● **REQUIRED ACTION**:
Copy out each line of the material in which the word "CatalogData" can be found.

● **EXTRACTED RECORDS**:
########
use serde::Deserialize;

/// Application configuration loaded from environment variables
#[derive(Debug, Deserialize, Clone)]
pub struct Config {
    /// Directory holding movies.json and the two similarity matrices
    #[serde(default = "default_catalog_dir")]
    pub catalog_dir: String,

    /// Redis connection URL; poster caching is disabled when unset
    #[serde(default)]
    pub redis_url: Option<String>,

    /// TMDB API key
    pub tmdb_api_key: String,

    /// TMDB API base URL
    #[serde(default = "default_tmdb_api_url")]
    pub tmdb_api_url: String,

    /// TMDB image CDN base URL
    #[serde(default = "default_tmdb_image_url")]
    pub tmdb_image_url: String,

    /// Server host address
    #[serde(default = "default_host")]
    pub host: String,

    /// Server port
    #[serde(default = "default_port")]
    pub port: u16,

    /// Movies per page
    #[serde(default = "default_page_size")]
    pub page_size: usize,

    /// Candidates kept by the primary metric before re-ranking
    #[serde(default = "default_primary_k")]
    pub primary_k: usize,

    #[serde(default = "default_poster_retry_attempts")]
    pub poster_retry_attempts: u32,

    #[serde(default = "default_poster_retry_delay_ms")]
    pub poster_retry_delay_ms: u64,

    #[serde(default = "default_poster_timeout_secs")]
    pub poster_timeout_secs: u64,

    /// Idle sessions older than this are dropped on the next access
    #[serde(default = "default_session_idle_ttl_secs")]
    pub session_idle_ttl_secs: i64,
}

fn default_catalog_dir() -> String {
    "model".to_string()
}

fn default_tmdb_api_url() -> String {
    "https://api.themoviedb.org".to_string()
}

fn default_tmdb_image_url() -> String {
    "https://image.tmdb.org/t/p".to_string()
}

fn default_host() -> String {
    "127.0.0.1".to_string()
}

fn default_port() -> u16 {
    3000
}

fn default_page_size() -> usize {
    5
}

fn default_primary_k() -> usize {
    25
}

fn default_poster_retry_attempts() -> u32 {
    3
}

fn default_poster_retry_delay_ms() -> u64 {
    1000
}

fn default_poster_timeout_secs() -> u64 {
    10
}

fn default_session_idle_ttl_secs() -> i64 {
    3600
}

impl Config {
    /// Load configuration from environment variables
    pub fn from_env() -> anyhow::Result<Self> {
        dotenvy::dotenv().ok();
        envy::from_env::<Config>().map_err(|e| anyhow::anyhow!("Failed to load config: {}", e))
    }

    /// Idle timeout for client sessions
    ///
    /// Rejects values that are not positive or do not fit a `chrono::Duration`.
    pub fn session_idle_ttl(&self) -> anyhow::Result<chrono::Duration> {
        if self.session_idle_ttl_secs <= 0 {
            anyhow::bail!(
                "SESSION_IDLE_TTL_SECS must be positive, got {}",
                self.session_idle_ttl_secs
            );
        }
        chrono::Duration::try_seconds(self.session_idle_ttl_secs).ok_or_else(|| {
            anyhow::anyhow!(
                "SESSION_IDLE_TTL_SECS is out of range: {}",
                self.session_idle_ttl_secs
            )
        })
    }

    /// Socket address string for the listener
    pub fn bind_addr(&self) -> String {
        format!("{}:{}", self.host, self.port)
    }
}
use std::path::Path;

use serde::de::DeserializeOwned;
use serde::Deserialize;

use crate::{
    error::{AppError, AppResult},
    models::Item,
    services::similarity::{SimilarityMatrix, SimilarityStore},
};

pub const MOVIES_FILE: &str = "movies.json";
pub const PRIMARY_FILE: &str = "similarity_primary.json";
pub const SECONDARY_FILE: &str = "similarity_secondary.json";

/// One row of movies.json; the row position becomes the matrix index
#[derive(Debug, Deserialize)]
struct MovieRecord {
    movie_id: i64,
    title: String,
}

/// Catalog and both similarity matrices as read from disk
#[derive(Debug)]
pub struct CatalogData {
    pub items: Vec<Item>,
    pub primary: SimilarityMatrix,
    pub secondary: SimilarityMatrix,
}

impl CatalogData {
    /// Validates dimensions and builds the shared store
    pub fn into_store(self) -> AppResult<SimilarityStore> {
        SimilarityStore::new(self.items, self.primary, self.secondary)
    }
}

/// Loads movies.json and the two matrix files from `dir`
///
/// Matrix files hold an array of rows. Ragged rows and non-finite scores are
/// rejected here; size agreement with the catalog is checked by
/// [`CatalogData::into_store`].
pub async fn load_catalog(dir: impl AsRef<Path>) -> AppResult<CatalogData> {
    let dir = dir.as_ref();

    let records: Vec<MovieRecord> = read_json(&dir.join(MOVIES_FILE)).await?;
    let items = records
        .into_iter()
        .enumerate()
        .map(|(index, record)| Item::new(record.movie_id, record.title, index))
        .collect::<Vec<_>>();

    let primary = SimilarityMatrix::from_rows(read_json(&dir.join(PRIMARY_FILE)).await?)?;
    let secondary = SimilarityMatrix::from_rows(read_json(&dir.join(SECONDARY_FILE)).await?)?;

    tracing::info!(
        dir = %dir.display(),
        movies = items.len(),
        primary = primary.size(),
        secondary = secondary.size(),
        "Catalog loaded"
    );

    Ok(CatalogData {
        items,
        primary,
        secondary,
    })
}

async fn read_json<T: DeserializeOwned>(path: &Path) -> AppResult<T> {
    let raw = tokio::fs::read_to_string(path).await.map_err(|e| {
        tracing::error!(path = %path.display(), error = %e, "Failed to read catalog file");
        AppError::Io(e)
    })?;

    serde_json::from_str(&raw).map_err(|e| {
        tracing::error!(path = %path.display(), error = %e, "Failed to parse catalog file");
        AppError::Parse(e)
    })
}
########
● **YOUR RESPONSE**:
pub struct CatalogData {
impl CatalogData {
/// [`CatalogData::into_store`].
pub async fn load_catalog(dir: impl AsRef<Path>) -> AppResult<CatalogData> {
    Ok(CatalogData {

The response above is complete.